Soddy wiederum ist ein wissenschaftlicher Geist, der mit großer Klarheit in der Analyse und der Begriffsbildung voranschreitet und dann wiederum seelisch an den bereits absehbaren Folgen dieses intellektuellen Machtgewinns verzweifelt. Hier sieht der Rezipient auf Anhieb eigentlich klar vor Augen, wohin die Reise geht und ist gefordert, dies nicht nur analytisch zu erkennen, sondern auch im menschlichen Maß einzuordnen und handlungsfähig zu werden.

Eine Ökonomie der Nachhaltigkeit, eine Beschränkung der Geldmacht und eine Anwendung der Wissenschaft zum Guten, nicht zur Zerstörung, wird uns von Soddys lebendigem Beispiel abverlangt und von Beuys immer wieder angedacht und angemahnt.
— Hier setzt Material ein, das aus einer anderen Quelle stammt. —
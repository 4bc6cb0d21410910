//! # Errors
//!
//! Every orchestrated operation returns `Result<_, OrchestratorError>`; a
//! failure can never be mistaken for an empty success. Each variant keeps the
//! store error that caused it as its `source`.
//!
//! Non-fatal conditions (a blob that could not be cleaned up after the
//! document change already committed) are reported as
//! [`OrphanedBlobWarning`] values next to the successful result.
//!
//! [`ErrorKind`] classifies errors with HTTP-style status codes so a transport
//! layer can map them without matching on every variant.

use snap_blob::{BlobError, BlobId};
use snap_docs::StoreError;
use thiserror::Error;

/// A convenience result type for orchestrated operations.
pub type OrchestratorResult<T> = std::result::Result<T, OrchestratorError>;

#[derive(Error, Debug)]
pub enum OrchestratorError {
    #[error("blob upload failed: {source}")]
    BlobUpload {
        #[source]
        source: BlobError,
    },

    #[error("preview derivation failed for blob {blob_id}: {source}")]
    PreviewDerivation {
        blob_id: BlobId,
        #[source]
        source: BlobError,
    },

    #[error("document write to {collection} failed: {source}")]
    DocumentPersist {
        collection: String,
        #[source]
        source: StoreError,
    },

    #[error("document delete in {collection} failed: {source}")]
    DocumentDelete {
        collection: String,
        #[source]
        source: StoreError,
    },

    #[error("validation failed: {message}")]
    Validation { message: String },

    #[error("{collection}/{id} not found")]
    NotFound { collection: String, id: String },

    #[error("query on {collection} failed: {source}")]
    Query {
        collection: String,
        #[source]
        source: StoreError,
    },

    #[error("document {collection}/{id} is malformed: {message}")]
    Decode {
        collection: String,
        id: String,
        message: String,
    },
}

impl OrchestratorError {
    pub fn validation(message: impl Into<String>) -> Self {
        Self::Validation {
            message: message.into(),
        }
    }

    pub fn not_found(collection: impl Into<String>, id: impl Into<String>) -> Self {
        Self::NotFound {
            collection: collection.into(),
            id: id.into(),
        }
    }

    pub fn decode(
        collection: impl Into<String>,
        id: impl Into<String>,
        message: impl Into<String>,
    ) -> Self {
        Self::Decode {
            collection: collection.into(),
            id: id.into(),
            message: message.into(),
        }
    }

    /// Map a read failure, keeping "not found" distinct from backend trouble
    pub(crate) fn from_read(collection: &str, source: StoreError) -> Self {
        match source {
            StoreError::NotFound { collection, id } => Self::NotFound { collection, id },
            other => Self::Query {
                collection: collection.to_string(),
                source: other,
            },
        }
    }

    pub fn kind(&self) -> ErrorKind {
        match self {
            OrchestratorError::Validation { .. } => ErrorKind::BadRequest,
            OrchestratorError::NotFound { .. } => ErrorKind::NotFound,
            OrchestratorError::BlobUpload { source } => match source {
                BlobError::Invalid { .. } | BlobError::UploadRejected { .. } => {
                    ErrorKind::Unprocessable
                }
                _ => ErrorKind::BadGateway,
            },
            OrchestratorError::Query {
                source: StoreError::InvalidCursor { .. },
                ..
            } => ErrorKind::BadRequest,
            OrchestratorError::PreviewDerivation { .. }
            | OrchestratorError::DocumentPersist { .. }
            | OrchestratorError::DocumentDelete { .. }
            | OrchestratorError::Query { .. } => ErrorKind::BadGateway,
            OrchestratorError::Decode { .. } => ErrorKind::GeneralError,
        }
    }
}

/// Error classes with HTTP-style status codes.
#[derive(Debug, Clone, Copy, PartialEq, Eq, Hash)]
pub enum ErrorKind {
    BadRequest,    // 400
    NotFound,      // 404
    Unprocessable, // 422
    GeneralError,  // 500
    BadGateway,    // 502
}

impl ErrorKind {
    pub fn status_code(&self) -> u16 {
        match self {
            ErrorKind::BadRequest => 400,
            ErrorKind::NotFound => 404,
            ErrorKind::Unprocessable => 422,
            ErrorKind::GeneralError => 500,
            ErrorKind::BadGateway => 502,
        }
    }

    pub fn name(&self) -> &'static str {
        match self {
            ErrorKind::BadRequest => "BadRequest",
            ErrorKind::NotFound => "NotFound",
            ErrorKind::Unprocessable => "Unprocessable",
            ErrorKind::GeneralError => "GeneralError",
            ErrorKind::BadGateway => "BadGateway",
        }
    }
}

/// A blob that may be left in storage with nothing referencing it.
///
/// Advisory only: the operation that produced it succeeded.
#[derive(Debug, Clone, PartialEq, Eq)]
pub struct OrphanedBlobWarning {
    pub blob_id: BlobId,
    pub reason: String,
}

impl std::fmt::Display for OrphanedBlobWarning {
    fn fmt(&self, f: &mut std::fmt::Formatter<'_>) -> std::fmt::Result {
        write!(f, "blob {} may be orphaned: {}", self.blob_id, self.reason)
    }
}

#[cfg(test)]
mod tests {
    use super::*;

    #[test]
    fn kinds_map_to_status_codes() {
        assert_eq!(OrchestratorError::validation("x").kind().status_code(), 400);
        assert_eq!(OrchestratorError::not_found("posts", "p1").kind().status_code(), 404);

        let rejected = OrchestratorError::BlobUpload {
            source: BlobError::upload_rejected("too big"),
        };
        assert_eq!(rejected.kind(), ErrorKind::Unprocessable);

        let persist = OrchestratorError::DocumentPersist {
            collection: "posts".into(),
            source: StoreError::invalid("boom"),
        };
        assert_eq!(persist.kind(), ErrorKind::BadGateway);
        assert_eq!(persist.kind().name(), "BadGateway");
    }

    #[test]
    fn read_errors_keep_not_found_distinct() {
        let err = OrchestratorError::from_read("posts", StoreError::not_found("posts", "p9"));
        assert!(matches!(err, OrchestratorError::NotFound { ref id, .. } if id == "p9"));

        let err = OrchestratorError::from_read("posts", StoreError::invalid("bad"));
        assert!(matches!(err, OrchestratorError::Query { .. }));
    }

    #[test]
    fn source_chain_is_preserved() {
        use std::error::Error as _;
        let err = OrchestratorError::DocumentDelete {
            collection: "posts".into(),
            source: StoreError::invalid("locked"),
        };
        assert!(err.source().unwrap().to_string().contains("locked"));
    }
}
So haben wir hier eine Doppelspitze vor uns, denen wir dankbar zu ihrem Ehrenjahr gratulieren dürfen, denen wir uns weiter zuwenden und wieder hinwenden wollen.

„Was wir brauchen, sind ein paar verrückte Leute; seht euch an, wohin uns die Normalen gebracht haben.“
– George Bernard Shaw –

Danksagung 1: Dieser Artikel wurde unter Mithilfe meiner Schwiegermutter geschrieben, die meinen überaus quirligen Sohnemann während der Ausarbeitungsphase beschäftigte. 🤗 Danke!

Danksagung 2: Ich konnte nicht auch noch eine Dritte im Bunde in den Text einfügen, aber man muss 2021 auch an Sophie Scholl denken, die hier einen wunderbaren Nachruf erhalten hat. Auch sie wäre 100 geworden!